Task description = Exact duplicates of all entries are needed.

The records =
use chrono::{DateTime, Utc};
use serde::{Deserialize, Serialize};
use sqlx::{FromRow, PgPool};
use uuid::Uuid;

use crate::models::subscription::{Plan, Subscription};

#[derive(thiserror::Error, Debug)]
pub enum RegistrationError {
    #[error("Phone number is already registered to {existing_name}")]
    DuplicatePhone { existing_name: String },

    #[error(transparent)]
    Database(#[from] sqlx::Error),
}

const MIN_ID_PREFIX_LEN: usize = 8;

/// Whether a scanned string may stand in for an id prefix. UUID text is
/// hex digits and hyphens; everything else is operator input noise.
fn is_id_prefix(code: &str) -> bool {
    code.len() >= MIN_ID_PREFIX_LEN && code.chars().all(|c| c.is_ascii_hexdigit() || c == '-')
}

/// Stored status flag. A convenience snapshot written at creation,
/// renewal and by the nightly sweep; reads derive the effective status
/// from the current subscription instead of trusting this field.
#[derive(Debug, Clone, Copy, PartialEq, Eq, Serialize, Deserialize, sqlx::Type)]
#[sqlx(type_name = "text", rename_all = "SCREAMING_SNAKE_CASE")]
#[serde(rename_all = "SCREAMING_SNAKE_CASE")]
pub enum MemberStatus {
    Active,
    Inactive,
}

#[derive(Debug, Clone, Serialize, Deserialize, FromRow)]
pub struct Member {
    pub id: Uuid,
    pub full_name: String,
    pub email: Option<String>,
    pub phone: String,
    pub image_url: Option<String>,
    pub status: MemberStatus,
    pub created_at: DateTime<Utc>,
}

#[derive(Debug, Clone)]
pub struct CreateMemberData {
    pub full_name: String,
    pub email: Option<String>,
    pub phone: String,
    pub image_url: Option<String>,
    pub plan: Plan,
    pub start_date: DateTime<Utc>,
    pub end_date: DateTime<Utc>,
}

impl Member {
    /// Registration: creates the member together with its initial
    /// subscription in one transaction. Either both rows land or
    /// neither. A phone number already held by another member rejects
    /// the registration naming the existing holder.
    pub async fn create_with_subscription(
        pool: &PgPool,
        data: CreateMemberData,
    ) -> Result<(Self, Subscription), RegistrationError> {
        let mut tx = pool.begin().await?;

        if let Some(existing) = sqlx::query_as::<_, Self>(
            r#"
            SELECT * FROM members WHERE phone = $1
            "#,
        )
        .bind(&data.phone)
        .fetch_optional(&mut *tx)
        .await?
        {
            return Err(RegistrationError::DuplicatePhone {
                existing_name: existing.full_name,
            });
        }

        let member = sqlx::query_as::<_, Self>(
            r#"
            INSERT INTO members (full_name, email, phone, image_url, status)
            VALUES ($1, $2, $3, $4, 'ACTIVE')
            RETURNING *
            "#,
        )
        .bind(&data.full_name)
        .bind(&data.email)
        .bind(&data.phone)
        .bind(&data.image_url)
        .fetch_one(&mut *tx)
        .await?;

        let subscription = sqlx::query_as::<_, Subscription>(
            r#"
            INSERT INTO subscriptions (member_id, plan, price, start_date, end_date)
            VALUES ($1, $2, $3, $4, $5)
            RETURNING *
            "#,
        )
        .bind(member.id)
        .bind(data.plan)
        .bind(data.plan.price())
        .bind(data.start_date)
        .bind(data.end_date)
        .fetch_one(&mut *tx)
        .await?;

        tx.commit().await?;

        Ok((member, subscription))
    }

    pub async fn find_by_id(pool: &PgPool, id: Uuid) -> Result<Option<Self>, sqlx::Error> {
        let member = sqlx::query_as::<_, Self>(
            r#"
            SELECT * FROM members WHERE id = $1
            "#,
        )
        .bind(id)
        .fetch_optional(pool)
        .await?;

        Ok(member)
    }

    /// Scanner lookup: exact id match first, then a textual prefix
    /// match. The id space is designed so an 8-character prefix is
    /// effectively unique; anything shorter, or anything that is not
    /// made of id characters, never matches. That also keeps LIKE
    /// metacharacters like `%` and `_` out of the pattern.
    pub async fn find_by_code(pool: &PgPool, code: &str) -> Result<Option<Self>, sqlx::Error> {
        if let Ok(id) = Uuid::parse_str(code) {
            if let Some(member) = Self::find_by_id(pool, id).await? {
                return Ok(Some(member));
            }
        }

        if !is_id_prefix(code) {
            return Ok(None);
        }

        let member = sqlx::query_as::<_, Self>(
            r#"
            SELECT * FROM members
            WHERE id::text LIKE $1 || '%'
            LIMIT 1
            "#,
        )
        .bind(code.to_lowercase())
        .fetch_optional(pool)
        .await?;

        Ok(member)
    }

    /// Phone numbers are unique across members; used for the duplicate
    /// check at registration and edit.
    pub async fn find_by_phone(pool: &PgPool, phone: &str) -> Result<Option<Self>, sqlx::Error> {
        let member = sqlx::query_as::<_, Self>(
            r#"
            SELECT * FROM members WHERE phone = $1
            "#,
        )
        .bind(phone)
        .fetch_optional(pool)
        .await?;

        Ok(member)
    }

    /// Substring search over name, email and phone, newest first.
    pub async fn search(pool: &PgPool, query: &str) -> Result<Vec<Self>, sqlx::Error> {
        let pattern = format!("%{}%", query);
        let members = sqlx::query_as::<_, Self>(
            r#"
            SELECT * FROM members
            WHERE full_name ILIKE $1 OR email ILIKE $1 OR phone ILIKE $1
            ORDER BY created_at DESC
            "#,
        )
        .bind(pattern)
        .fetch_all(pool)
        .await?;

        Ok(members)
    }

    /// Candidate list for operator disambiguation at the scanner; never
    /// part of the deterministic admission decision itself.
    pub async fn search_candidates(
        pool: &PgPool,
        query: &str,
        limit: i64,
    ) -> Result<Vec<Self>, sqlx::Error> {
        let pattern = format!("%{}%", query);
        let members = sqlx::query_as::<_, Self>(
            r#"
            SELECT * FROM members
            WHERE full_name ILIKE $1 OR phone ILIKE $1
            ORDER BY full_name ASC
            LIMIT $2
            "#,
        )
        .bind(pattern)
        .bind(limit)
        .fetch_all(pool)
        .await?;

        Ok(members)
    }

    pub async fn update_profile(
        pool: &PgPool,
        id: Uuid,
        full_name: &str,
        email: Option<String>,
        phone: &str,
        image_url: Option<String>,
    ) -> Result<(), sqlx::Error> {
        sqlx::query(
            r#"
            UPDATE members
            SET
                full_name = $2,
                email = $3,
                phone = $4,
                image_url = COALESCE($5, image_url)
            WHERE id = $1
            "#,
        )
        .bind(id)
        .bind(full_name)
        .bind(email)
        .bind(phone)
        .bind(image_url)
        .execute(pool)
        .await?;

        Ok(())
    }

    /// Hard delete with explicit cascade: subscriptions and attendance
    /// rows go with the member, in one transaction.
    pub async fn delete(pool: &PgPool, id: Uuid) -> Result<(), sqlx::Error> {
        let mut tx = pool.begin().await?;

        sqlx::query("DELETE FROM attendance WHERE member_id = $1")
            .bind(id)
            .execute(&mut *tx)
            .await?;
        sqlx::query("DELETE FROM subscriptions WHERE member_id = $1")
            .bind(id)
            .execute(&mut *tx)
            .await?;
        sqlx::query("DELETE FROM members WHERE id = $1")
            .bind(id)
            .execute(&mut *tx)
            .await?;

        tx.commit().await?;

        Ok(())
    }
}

Result =
use chrono::{DateTime, Utc};
use serde::{Deserialize, Serialize};
use sqlx::{FromRow, PgPool};
use uuid::Uuid;

use crate::models::subscription::{Plan, Subscription};

#[derive(thiserror::Error, Debug)]
pub enum RegistrationError {
    #[error("Phone number is already registered to {existing_name}")]
    DuplicatePhone { existing_name: String },

    #[error(transparent)]
    Database(#[from] sqlx::Error),
}

const MIN_ID_PREFIX_LEN: usize = 8;

/// Whether a scanned string may stand in for an id prefix. UUID text is
/// hex digits and hyphens; everything else is operator input noise.
fn is_id_prefix(code: &str) -> bool {
    code.len() >= MIN_ID_PREFIX_LEN && code.chars().all(|c| c.is_ascii_hexdigit() || c == '-')
}

/// Stored status flag. A convenience snapshot written at creation,
/// renewal and by the nightly sweep; reads derive the effective status
/// from the current subscription instead of trusting this field.
#[derive(Debug, Clone, Copy, PartialEq, Eq, Serialize, Deserialize, sqlx::Type)]
#[sqlx(type_name = "text", rename_all = "SCREAMING_SNAKE_CASE")]
#[serde(rename_all = "SCREAMING_SNAKE_CASE")]
pub enum MemberStatus {
    Active,
    Inactive,
}

#[derive(Debug, Clone, Serialize, Deserialize, FromRow)]
pub struct Member {
    pub id: Uuid,
    pub full_name: String,
    pub email: Option<String>,
    pub phone: String,
    pub image_url: Option<String>,
    pub status: MemberStatus,
    pub created_at: DateTime<Utc>,
}

#[derive(Debug, Clone)]
pub struct CreateMemberData {
    pub full_name: String,
    pub email: Option<String>,
    pub phone: String,
    pub image_url: Option<String>,
    pub plan: Plan,
    pub start_date: DateTime<Utc>,
    pub end_date: DateTime<Utc>,
}

impl Member {
    /// Registration: creates the member together with its initial
    /// subscription in one transaction. Either both rows land or
    /// neither. A phone number already held by another member rejects
    /// the registration naming the existing holder.
    pub async fn create_with_subscription(
        pool: &PgPool,
        data: CreateMemberData,
    ) -> Result<(Self, Subscription), RegistrationError> {
        let mut tx = pool.begin().await?;

        if let Some(existing) = sqlx::query_as::<_, Self>(
            r#"
            SELECT * FROM members WHERE phone = $1
            "#,
        )
        .bind(&data.phone)
        .fetch_optional(&mut *tx)
        .await?
        {
            return Err(RegistrationError::DuplicatePhone {
                existing_name: existing.full_name,
            });
        }

        let member = sqlx::query_as::<_, Self>(
            r#"
            INSERT INTO members (full_name, email, phone, image_url, status)
            VALUES ($1, $2, $3, $4, 'ACTIVE')
            RETURNING *
            "#,
        )
        .bind(&data.full_name)
        .bind(&data.email)
        .bind(&data.phone)
        .bind(&data.image_url)
        .fetch_one(&mut *tx)
        .await?;

        let subscription = sqlx::query_as::<_, Subscription>(
            r#"
            INSERT INTO subscriptions (member_id, plan, price, start_date, end_date)
            VALUES ($1, $2, $3, $4, $5)
            RETURNING *
            "#,
        )
        .bind(member.id)
        .bind(data.plan)
        .bind(data.plan.price())
        .bind(data.start_date)
        .bind(data.end_date)
        .fetch_one(&mut *tx)
        .await?;

        tx.commit().await?;

        Ok((member, subscription))
    }

    pub async fn find_by_id(pool: &PgPool, id: Uuid) -> Result<Option<Self>, sqlx::Error> {
        let member = sqlx::query_as::<_, Self>(
            r#"
            SELECT * FROM members WHERE id = $1
            "#,
        )
        .bind(id)
        .fetch_optional(pool)
        .await?;

        Ok(member)
    }

    /// Scanner lookup: exact id match first, then a textual prefix
    /// match. The id space is designed so an 8-character prefix is
    /// effectively unique; anything shorter, or anything that is not
    /// made of id characters, never matches. That also keeps LIKE
    /// metacharacters like `%` and `_` out of the pattern.
    pub async fn find_by_code(pool: &PgPool, code: &str) -> Result<Option<Self>, sqlx::Error> {
        if let Ok(id) = Uuid::parse_str(code) {
            if let Some(member) = Self::find_by_id(pool, id).await? {
                return Ok(Some(member));
            }
        }

        if !is_id_prefix(code) {
            return Ok(None);
        }

        let member = sqlx::query_as::<_, Self>(
            r#"
            SELECT * FROM members
            WHERE id::text LIKE $1 || '%'
            LIMIT 1
            "#,
        )
        .bind(code.to_lowercase())
        .fetch_optional(pool)
        .await?;

        Ok(member)
    }

    /// Phone numbers are unique across members; used for the duplicate
    /// check at registration and edit.
    pub async fn find_by_phone(pool: &PgPool, phone: &str) -> Result<Option<Self>, sqlx::Error> {
        let member = sqlx::query_as::<_, Self>(
            r#"
            SELECT * FROM members WHERE phone = $1
            "#,
        )
        .bind(phone)
        .fetch_optional(pool)
        .await?;

        Ok(member)
    }

    /// Substring search over name, email and phone, newest first.
    pub async fn search(pool: &PgPool, query: &str) -> Result<Vec<Self>, sqlx::Error> {
        let pattern = format!("%{}%", query);
        let members = sqlx::query_as::<_, Self>(
            r#"
            SELECT * FROM members
            WHERE full_name ILIKE $1 OR email ILIKE $1 OR phone ILIKE $1
            ORDER BY created_at DESC
            "#,
        )
        .bind(pattern)
        .fetch_all(pool)
        .await?;

        Ok(members)
    }

    /// Candidate list for operator disambiguation at the scanner; never
    /// part of the deterministic admission decision itself.
    pub async fn search_candidates(
        pool: &PgPool,
        query: &str,
        limit: i64,
    ) -> Result<Vec<Self>, sqlx::Error> {
        let pattern = format!("%{}%", query);
        let members = sqlx::query_as::<_, Self>(
            r#"
            SELECT * FROM members
            WHERE full_name ILIKE $1 OR phone ILIKE $1
            ORDER BY full_name ASC
            LIMIT $2
            "#,
        )
        .bind(pattern)
        .bind(limit)
        .fetch_all(pool)
        .await?;

        Ok(members)
    }

    pub async fn update_profile(
        pool: &PgPool,
        id: Uuid,
        full_name: &str,
        email: Option<String>,
        phone: &str,
        image_url: Option<String>,
    ) -> Result<(), sqlx::Error> {
        sqlx::query(
            r#"
            UPDATE members
            SET
                full_name = $2,
                email = $3,
                phone = $4,
                image_url = COALESCE($5, image_url)
            WHERE id = $1
            "#,
        )
        .bind(id)
        .bind(full_name)
        .bind(email)
        .bind(phone)
        .bind(image_url)
        .execute(pool)
        .await?;

        Ok(())
    }

    /// Hard delete with explicit cascade: subscriptions and attendance
    /// rows go with the member, in one transaction.
    pub async fn delete(pool: &PgPool, id: Uuid) -> Result<(), sqlx::Error> {
        let mut tx = pool.begin().await?;

        sqlx::query("DELETE FROM attendance WHERE member_id = $1")
            .bind(id)
            .execute(&mut *tx)
            .await?;
        sqlx::query("DELETE FROM subscriptions WHERE member_id = $1")
            .bind(id)
            .execute(&mut *tx)
            .await?;
        sqlx::query("DELETE FROM members WHERE id = $1")
            .bind(id)
            .execute(&mut *tx)
            .await?;

        tx.commit().await?;

        Ok(())
    }
}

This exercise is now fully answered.